### Exercise description:
For each line below that contains the word "discard", make a copy.

[Collected data]
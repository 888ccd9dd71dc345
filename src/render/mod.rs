//! Plot rendering.
//!
//! A [`RenderRequest`] describes one plot independent of how it is drawn.
//! A [`RenderBackend`] turns it into ASCII text, and [`decorate`] adds
//! labels and headers around the result.
//!
//! ## Submodules
//!
//! - [`request`]: Request building, validation and tick formatting
//! - [`chart`]: Built-in ratatui backend
//! - [`gnuplot`]: External gnuplot backend
//! - [`decorate`]: Vertical y label, axis info and header lines

pub mod chart;
pub mod decorate;
pub mod gnuplot;
pub mod request;

pub use chart::ChartBackend;
pub use decorate::{
    decorate, AxisLabels, DecorateOptions, YLabelPosition, YLabelRotation,
};
pub use gnuplot::GnuplotBackend;
pub use request::{
    build_render_request, LegendPosition, PlotLine, PlotStyle, RenderOptions, RenderRequest,
    MAX_DIMENSION, TIME_LABEL,
};

use std::fmt::Debug;

use clap::ValueEnum;
use serde::{Deserialize, Serialize};

use crate::error::RenderError;

/// Turns render requests into ASCII text.
pub trait RenderBackend: Debug {
    /// Short backend name for diagnostics.
    fn name(&self) -> &str;

    /// Draw one plot.
    fn render(&self, request: &RenderRequest) -> Result<String, RenderError>;
}

/// Available render backends.
#[derive(Debug, Clone, Copy, PartialEq, Eq, Default, Serialize, Deserialize, ValueEnum)]
#[serde(rename_all = "lowercase")]
pub enum BackendKind {
    /// In-process ratatui chart.
    #[default]
    Builtin,
    /// External `gnuplot` executable.
    Gnuplot,
}

impl BackendKind {
    pub fn create(&self) -> Box<dyn RenderBackend> {
        match self {
            BackendKind::Builtin => Box::new(ChartBackend::new()),
            BackendKind::Gnuplot => Box::new(GnuplotBackend::new()),
        }
    }
}
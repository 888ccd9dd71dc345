//! Writing plots and series exports to disk.

use std::fs;
use std::path::{Path, PathBuf};

use anyhow::{Context, Result};
use chrono::Local;
use serde::Serialize;
use tracing::warn;

use crate::app::{Plot, RunOutput};
use crate::data::{EntryTally, MetricSeries};

/// Write each plot to `<dir>/<stem>.txt`, creating `dir` if needed.
///
/// Plots are staged as `<stem>.txt.tmp` and only renamed into place once
/// every one of them was written, so a failed write leaves no partial set
/// behind. Returns the written paths in plot order.
pub fn write_plots(dir: &Path, plots: &[Plot]) -> Result<Vec<PathBuf>> {
    fs::create_dir_all(dir)
        .with_context(|| format!("failed to create output directory {}", dir.display()))?;

    let mut staged: Vec<(PathBuf, PathBuf)> = Vec::with_capacity(plots.len());
    for plot in plots {
        let path = dir.join(format!("{}.txt", plot.stem));
        let tmp = dir.join(format!("{}.txt.tmp", plot.stem));
        let mut text = plot.text.clone();
        if !text.ends_with('\n') {
            text.push('\n');
        }
        if let Err(e) = fs::write(&tmp, text) {
            discard(staged.iter().map(|(tmp, _)| tmp));
            return Err(e).with_context(|| format!("failed to write {}", path.display()));
        }
        staged.push((tmp, path));
    }

    for (i, (tmp, path)) in staged.iter().enumerate() {
        if let Err(e) = fs::rename(tmp, path) {
            discard(staged[i..].iter().map(|(tmp, _)| tmp));
            return Err(e).with_context(|| format!("failed to write {}", path.display()));
        }
    }
    Ok(staged.into_iter().map(|(_, path)| path).collect())
}

fn discard<'a>(paths: impl Iterator<Item = &'a PathBuf>) {
    for path in paths {
        if let Err(e) = fs::remove_file(path) {
            warn!("failed to remove {}: {e}", path.display());
        }
    }
}

#[derive(Serialize)]
struct SeriesExport<'a> {
    name: &'a str,
    generated: String,
    sender: EntryTally,
    receiver: EntryTally,
    skipped: usize,
    plots: Vec<&'a str>,
    series: &'a [MetricSeries],
}

/// Write the built series of a run as pretty JSON to
/// `<dir>/series_<name>.json`.
pub fn export_series(dir: &Path, output: &RunOutput) -> Result<PathBuf> {
    fs::create_dir_all(dir)
        .with_context(|| format!("failed to create output directory {}", dir.display()))?;

    let export = SeriesExport {
        name: &output.name,
        generated: Local::now().to_rfc3339(),
        sender: output.diagnostics.sender,
        receiver: output.diagnostics.receiver,
        skipped: output.diagnostics.skipped.len(),
        plots: output.plots.iter().map(|p| p.stem.as_str()).collect(),
        series: &output.series,
    };
    let json = serde_json::to_string_pretty(&export)?;

    let path = dir.join(format!("series_{}.json", output.name));
    fs::write(&path, json).with_context(|| format!("failed to write {}", path.display()))?;
    Ok(path)
}

#[cfg(test)]
mod tests {
    use super::*;
    use crate::app::Diagnostics;
    use crate::data::{AxisRange, Direction, Metric, Reading, SeriesPoint};

    fn plot(stem: &str) -> Plot {
        Plot {
            stem: stem.to_string(),
            title: "title".to_string(),
            text: " |*\n +--".to_string(),
        }
    }

    #[test]
    fn writes_one_file_per_plot() {
        let dir = tempfile::tempdir().unwrap();
        let out_dir = dir.path().join("graphs_ascii");

        let paths = write_plots(&out_dir, &[plot("senderBytes_data"), plot("jitter_data")]).unwrap();

        assert_eq!(paths.len(), 2);
        assert_eq!(paths[0], out_dir.join("senderBytes_data.txt"));
        let text = fs::read_to_string(&paths[1]).unwrap();
        assert_eq!(text, " |*\n +--\n");
    }

    #[test]
    fn failed_write_leaves_no_partial_set() {
        let dir = tempfile::tempdir().unwrap();
        // A directory where the second staging file would go makes its write fail.
        fs::create_dir(dir.path().join("receiverJitter_data.txt.tmp")).unwrap();

        let result = write_plots(
            dir.path(),
            &[plot("senderBytes_data"), plot("receiverJitter_data")],
        );

        assert!(result.is_err());
        assert!(!dir.path().join("senderBytes_data.txt").exists());
        assert!(!dir.path().join("senderBytes_data.txt.tmp").exists());
        assert!(!dir.path().join("receiverJitter_data.txt").exists());
    }

    #[test]
    fn rewriting_replaces_previous_plots() {
        let dir = tempfile::tempdir().unwrap();
        write_plots(dir.path(), &[plot("senderBytes_data")]).unwrap();

        let mut updated = plot("senderBytes_data");
        updated.text = "new".to_string();
        let paths = write_plots(dir.path(), &[updated]).unwrap();

        assert_eq!(fs::read_to_string(&paths[0]).unwrap(), "new\n");
        assert!(!dir.path().join("senderBytes_data.txt.tmp").exists());
    }

    #[test]
    fn no_plots_still_creates_directory() {
        let dir = tempfile::tempdir().unwrap();
        let out_dir = dir.path().join("empty");

        assert!(write_plots(&out_dir, &[]).unwrap().is_empty());
        assert!(out_dir.is_dir());
    }

    #[test]
    fn export_contains_series_and_readings() {
        let dir = tempfile::tempdir().unwrap();
        let output = RunOutput {
            name: "data".to_string(),
            plots: vec![plot("receiverJitter_data")],
            series: vec![MetricSeries {
                metric: Metric::Jitter,
                direction: Direction::Receiver,
                name: "receiver jitter".to_string(),
                points: vec![
                    SeriesPoint {
                        time: 0.0,
                        reading: Reading::Value(0.5),
                    },
                    SeriesPoint {
                        time: 1.0,
                        reading: Reading::Gap,
                    },
                ],
                range: Some(AxisRange::new(0.5, 0.5)),
            }],
            diagnostics: Diagnostics::default(),
        };

        let path = export_series(dir.path(), &output).unwrap();

        assert_eq!(path, dir.path().join("series_data.json"));
        let json: serde_json::Value =
            serde_json::from_str(&fs::read_to_string(&path).unwrap()).unwrap();
        assert_eq!(json["name"], "data");
        assert_eq!(json["plots"][0], "receiverJitter_data");
        assert_eq!(json["series"][0]["metric"], "jitter");
        assert_eq!(json["series"][0]["direction"], "receiver");
        assert_eq!(json["series"][0]["points"][0]["reading"]["value"], 0.5);
        assert_eq!(json["series"][0]["points"][1]["reading"], "gap");
    }
}
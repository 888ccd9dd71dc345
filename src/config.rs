//! Application settings.
//!
//! Settings come from an optional file (format chosen by extension, TOML
//! shipped) layered under `IPERF_PLOT_*` environment variables. Every key
//! has a default, so an empty or missing file yields a working setup.

use std::path::{Path, PathBuf};

use anyhow::{bail, Context, Result};
use config::{Config, Environment, File};
use serde::Deserialize;
use tracing::warn;

use crate::data::{
    DeriveOptions, Direction, Metric, MetricSelection, ParseOptions, SeriesOptions,
    DEFAULT_TIME_TOLERANCE_SECS,
};
use crate::render::{
    BackendKind, DecorateOptions, LegendPosition, PlotStyle, RenderOptions, YLabelPosition,
    YLabelRotation,
};

/// Environment variable prefix for overrides, e.g. `IPERF_PLOT_GRAPH_WIDTH`.
pub const ENV_PREFIX: &str = "IPERF_PLOT";

/// Largest supported rounding precision.
const MAX_PRECISION_DIGITS: u32 = 15;

#[derive(Debug, Clone, PartialEq, Deserialize)]
#[serde(default)]
pub struct Settings {
    pub default_input_file: PathBuf,
    pub default_output_dir: PathBuf,

    // Layout
    pub graph_width: i64,
    pub graph_height: i64,
    pub precision_digits: u32,
    pub plot_char_primary: String,
    pub plot_char_secondary: String,
    pub plot_char_points: String,
    pub plot_style: PlotStyle,
    pub terminal_type: String,
    pub render_backend: BackendKind,
    pub enable_grid: bool,
    pub enable_legend: bool,
    pub legend_position: LegendPosition,

    // Y-axis label
    pub show_ylabel_inline: bool,
    pub ylabel_position: YLabelPosition,
    pub ylabel_rotation: YLabelRotation,
    pub compact_ylabel: bool,
    pub show_axis_info_below: bool,

    // Data handling
    pub skip_malformed_entries: bool,
    pub interpolate_missing_data: bool,
    pub time_tolerance_secs: f64,

    // Output
    pub include_timestamp: bool,
    pub include_metadata: bool,
    pub verbose_output: bool,

    // Metrics
    pub track_sender_bytes: bool,
    pub track_receiver_bytes: bool,
    pub track_packet_loss: bool,
    pub track_jitter: bool,
    pub track_bandwidth: bool,
    pub track_retransmissions: bool,
    pub consistent_throughput_yaxis: bool,
    pub combine_directions: bool,
}

impl Default for Settings {
    fn default() -> Self {
        Self {
            default_input_file: PathBuf::from("data/data.json"),
            default_output_dir: PathBuf::from("graphs_ascii"),
            graph_width: 120,
            graph_height: 30,
            precision_digits: 6,
            plot_char_primary: "*".to_string(),
            plot_char_secondary: "A".to_string(),
            plot_char_points: "+".to_string(),
            plot_style: PlotStyle::LinesPoints,
            terminal_type: "dumb".to_string(),
            render_backend: BackendKind::Builtin,
            enable_grid: true,
            enable_legend: true,
            legend_position: LegendPosition::TopLeft,
            show_ylabel_inline: true,
            ylabel_position: YLabelPosition::Left,
            ylabel_rotation: YLabelRotation::Vertical,
            compact_ylabel: true,
            show_axis_info_below: false,
            skip_malformed_entries: true,
            interpolate_missing_data: false,
            time_tolerance_secs: DEFAULT_TIME_TOLERANCE_SECS,
            include_timestamp: true,
            include_metadata: true,
            verbose_output: true,
            track_sender_bytes: true,
            track_receiver_bytes: true,
            track_packet_loss: true,
            track_jitter: true,
            track_bandwidth: false,
            track_retransmissions: false,
            consistent_throughput_yaxis: true,
            combine_directions: false,
        }
    }
}

impl Settings {
    /// Load settings from `path` (if it exists) and the environment.
    pub fn load(path: &Path) -> Result<Self> {
        let settings: Settings = Config::builder()
            .add_source(File::from(path).required(false))
            .add_source(Environment::with_prefix(ENV_PREFIX).try_parsing(true))
            .build()
            .with_context(|| format!("failed to read settings from {}", path.display()))?
            .try_deserialize()
            .with_context(|| format!("invalid settings in {}", path.display()))?;

        settings.validate()?;
        Ok(settings)
    }

    /// Check values the type system does not constrain.
    ///
    /// Graph dimensions and glyphs are checked when a render request is
    /// built, so they fail per plot rather than at startup.
    pub fn validate(&self) -> Result<()> {
        if self.precision_digits > MAX_PRECISION_DIGITS {
            bail!(
                "precision_digits must be at most {MAX_PRECISION_DIGITS}, got {}",
                self.precision_digits
            );
        }
        if !self.time_tolerance_secs.is_finite() || self.time_tolerance_secs < 0.0 {
            bail!(
                "time_tolerance_secs must be a non-negative number, got {}",
                self.time_tolerance_secs
            );
        }
        Ok(())
    }

    pub fn parse_options(&self) -> ParseOptions {
        ParseOptions {
            skip_malformed: self.skip_malformed_entries,
        }
    }

    pub fn derive_options(&self) -> DeriveOptions {
        DeriveOptions {
            precision_digits: self.precision_digits,
            interpolate_missing: self.interpolate_missing_data,
        }
    }

    pub fn series_options(&self) -> SeriesOptions {
        SeriesOptions {
            consistent_throughput_yaxis: self.consistent_throughput_yaxis,
        }
    }

    /// The enabled (metric, direction) pairs.
    ///
    /// Bytes are tracked per direction; the other metrics cover both
    /// directions. Retransmissions do not exist for UDP tests and only
    /// produce a warning.
    pub fn metric_selection(&self) -> MetricSelection {
        if self.track_retransmissions {
            warn!("track_retransmissions is set but UDP reports carry no retransmits; ignoring");
        }

        let mut pairs = Vec::new();
        if self.track_sender_bytes {
            pairs.push((Metric::Bytes, Direction::Sender));
        }
        if self.track_receiver_bytes {
            pairs.push((Metric::Bytes, Direction::Receiver));
        }
        for (enabled, metric) in [
            (self.track_bandwidth, Metric::Throughput),
            (self.track_packet_loss, Metric::PacketLoss),
            (self.track_jitter, Metric::Jitter),
        ] {
            if enabled {
                pairs.extend(Direction::ALL.iter().map(|&d| (metric, d)));
            }
        }
        MetricSelection::new(pairs)
    }

    pub fn render_options(&self) -> RenderOptions {
        RenderOptions {
            width: self.graph_width,
            height: self.graph_height,
            primary_glyph: self.plot_char_primary.clone(),
            secondary_glyph: self.plot_char_secondary.clone(),
            point_glyph: self.plot_char_points.clone(),
            style: self.plot_style,
            grid: self.enable_grid,
            legend: self.enable_legend.then_some(self.legend_position),
            compact_ylabel: self.compact_ylabel,
            terminal: self.terminal_type.clone(),
            glyph_by_direction: self.combine_directions,
        }
    }

    pub fn decorate_options(&self) -> DecorateOptions {
        DecorateOptions {
            inline_ylabel: self.show_ylabel_inline,
            ylabel_position: self.ylabel_position,
            ylabel_rotation: self.ylabel_rotation,
            axis_info_below: self.show_axis_info_below,
            timestamp: self.include_timestamp,
            metadata: self.include_metadata,
        }
    }
}

#[cfg(test)]
mod tests {
    use super::*;
    use std::io::Write;

    fn write_config(extension: &str, body: &str) -> tempfile::NamedTempFile {
        let mut file = tempfile::Builder::new()
            .suffix(extension)
            .tempfile()
            .unwrap();
        write!(file, "{body}").unwrap();
        file
    }

    #[test]
    fn missing_file_yields_defaults() {
        let settings = Settings::load(Path::new("/nonexistent/iperf-plot.toml")).unwrap();
        assert_eq!(settings, Settings::default());
    }

    #[test]
    fn toml_overrides_selected_keys() {
        let file = write_config(
            ".toml",
            r#"
graph_width = 80
plot_style = "points"
legend_position = "bottom right"
ylabel_rotation = "horizontal"
render_backend = "gnuplot"
track_bandwidth = true
"#,
        );

        let settings = Settings::load(file.path()).unwrap();

        assert_eq!(settings.graph_width, 80);
        assert_eq!(settings.graph_height, 30);
        assert_eq!(settings.plot_style, PlotStyle::Points);
        assert_eq!(settings.legend_position, LegendPosition::BottomRight);
        assert_eq!(settings.ylabel_rotation, YLabelRotation::Horizontal);
        assert_eq!(settings.render_backend, BackendKind::Gnuplot);
        assert!(settings.track_bandwidth);
    }

    #[test]
    fn flat_ini_file_is_accepted() {
        let file = write_config(".ini", "graph_height = 40\nenable_grid = false\n");

        let settings = Settings::load(file.path()).unwrap();

        assert_eq!(settings.graph_height, 40);
        assert!(!settings.enable_grid);
    }

    #[test]
    fn unknown_legend_position_is_rejected() {
        let file = write_config(".toml", "legend_position = \"middle\"\n");
        assert!(Settings::load(file.path()).is_err());
    }

    #[test]
    fn negative_tolerance_fails_validation() {
        let settings = Settings {
            time_tolerance_secs: -0.5,
            ..Settings::default()
        };
        assert!(settings.validate().is_err());
    }

    #[test]
    fn excessive_precision_fails_validation() {
        let settings = Settings {
            precision_digits: 40,
            ..Settings::default()
        };
        assert!(settings.validate().is_err());
    }

    #[test]
    fn default_selection_tracks_bytes_loss_and_jitter() {
        let selection = Settings::default().metric_selection();

        assert_eq!(selection.len(), 6);
        assert!(selection.contains(Metric::Bytes, Direction::Sender));
        assert!(selection.contains(Metric::Bytes, Direction::Receiver));
        assert!(selection.contains(Metric::PacketLoss, Direction::Receiver));
        assert!(selection.contains(Metric::Jitter, Direction::Sender));
        assert!(!selection.contains(Metric::Throughput, Direction::Sender));
    }

    #[test]
    fn bytes_are_tracked_per_direction() {
        let settings = Settings {
            track_sender_bytes: false,
            track_packet_loss: false,
            track_jitter: false,
            ..Settings::default()
        };

        let pairs: Vec<_> = settings.metric_selection().iter().collect();

        assert_eq!(pairs, vec![(Metric::Bytes, Direction::Receiver)]);
    }

    #[test]
    fn disabled_legend_maps_to_none() {
        let settings = Settings {
            enable_legend: false,
            ..Settings::default()
        };
        assert_eq!(settings.render_options().legend, None);
        assert_eq!(
            Settings::default().render_options().legend,
            Some(LegendPosition::TopLeft)
        );
    }
}
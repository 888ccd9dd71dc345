//! Direction reconciliation onto a shared time axis.
//!
//! The two directions of a bidirectional test report their intervals
//! independently. Their start times are merged into one axis (union, not
//! intersection, so every observed sample reaches the plot) and each
//! direction is looked up at every axis point.

use serde::Serialize;

use super::interval::{Direction, DirectionSeries, IntervalSample};

/// Default tolerance for merging near-equal timestamps, in seconds.
///
/// iperf3 reports interval boundaries with microsecond noise
/// (`1.000043`, `1.000051`); anything closer than this is one point.
pub const DEFAULT_TIME_TOLERANCE_SECS: f64 = 0.01;

/// What one direction contributes at an aligned time point.
#[derive(Debug, Clone, PartialEq)]
pub enum Slot {
    /// An interval of this direction covers the point.
    Observed(IntervalSample),
    /// No interval of this direction covers the point.
    Missing,
}

impl Slot {
    pub fn sample(&self) -> Option<&IntervalSample> {
        match self {
            Slot::Observed(sample) => Some(sample),
            Slot::Missing => None,
        }
    }

    pub fn is_missing(&self) -> bool {
        matches!(self, Slot::Missing)
    }
}

/// One row of the reconciled series.
#[derive(Debug, Clone, PartialEq)]
pub struct AlignedTimePoint {
    /// Seconds since test start.
    pub time: f64,
    pub sender: Slot,
    pub receiver: Slot,
}

impl AlignedTimePoint {
    pub fn slot(&self, direction: Direction) -> &Slot {
        match direction {
            Direction::Sender => &self.sender,
            Direction::Receiver => &self.receiver,
        }
    }
}

/// A derived value at one time point.
///
/// Missing data is a tagged state so that interpolation and axis ranges
/// never see a placeholder number.
#[derive(Debug, Clone, Copy, PartialEq, Serialize)]
#[serde(rename_all = "lowercase")]
pub enum Reading {
    Value(f64),
    /// The direction had no interval at this point. May be interpolated.
    Gap,
    /// The metric cannot be computed here (e.g. zero packets sent).
    Undefined,
}

impl Reading {
    pub fn value(&self) -> Option<f64> {
        match self {
            Reading::Value(v) => Some(*v),
            Reading::Gap | Reading::Undefined => None,
        }
    }

    pub fn is_present(&self) -> bool {
        matches!(self, Reading::Value(_))
    }
}

/// Build the shared axis: union of start times, sorted, with starts within
/// `tolerance` of the previous axis point merged into it. Equal starts are
/// always merged, so a zero tolerance still yields a strictly increasing
/// axis.
pub fn build_axis(sender: &DirectionSeries, receiver: &DirectionSeries, tolerance: f64) -> Vec<f64> {
    let mut starts: Vec<f64> = sender
        .iter()
        .chain(receiver.iter())
        .map(|sample| sample.start)
        .collect();
    starts.sort_by(f64::total_cmp);

    let mut axis: Vec<f64> = Vec::with_capacity(starts.len());
    for start in starts {
        match axis.last() {
            Some(&last) if start - last <= tolerance => {}
            _ => axis.push(start),
        }
    }
    axis
}

/// Align both directions on the union of their start times.
pub fn reconcile(
    sender: &DirectionSeries,
    receiver: &DirectionSeries,
    tolerance: f64,
) -> Vec<AlignedTimePoint> {
    build_axis(sender, receiver, tolerance)
        .into_iter()
        .map(|time| AlignedTimePoint {
            time,
            sender: lookup(sender, time, tolerance),
            receiver: lookup(receiver, time, tolerance),
        })
        .collect()
}

/// Prefer an interval starting at `time` (within tolerance), then one whose
/// window contains it.
fn lookup(series: &DirectionSeries, time: f64, tolerance: f64) -> Slot {
    series
        .iter()
        .find(|sample| (sample.start - time).abs() <= tolerance)
        .or_else(|| series.iter().find(|sample| sample.covers(time)))
        .map_or(Slot::Missing, |sample| Slot::Observed(sample.clone()))
}

/// Fill interior gaps by linear interpolation in time.
///
/// A [`Reading::Gap`] is replaced when a present value exists on both sides;
/// gaps at either end stay gaps. [`Reading::Undefined`] is never filled.
pub fn fill_gaps(times: &[f64], readings: &[Reading]) -> Vec<Reading> {
    debug_assert_eq!(times.len(), readings.len());

    readings
        .iter()
        .enumerate()
        .map(|(i, reading)| {
            if *reading != Reading::Gap {
                return *reading;
            }
            let before = (0..i)
                .rev()
                .find_map(|j| readings[j].value().map(|v| (times[j], v)));
            let after = (i + 1..readings.len())
                .find_map(|k| readings[k].value().map(|v| (times[k], v)));

            match (before, after) {
                (Some((t0, v0)), Some((t1, v1))) if t1 > t0 => {
                    Reading::Value(v0 + (v1 - v0) * (times[i] - t0) / (t1 - t0))
                }
                _ => Reading::Gap,
            }
        })
        .collect()
}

### Expected output:
            discard(staged.iter().map(|(tmp, _)| tmp));
            discard(staged[i..].iter().map(|(tmp, _)| tmp));
fn discard<'a>(paths: impl Iterator<Item = &'a PathBuf>) {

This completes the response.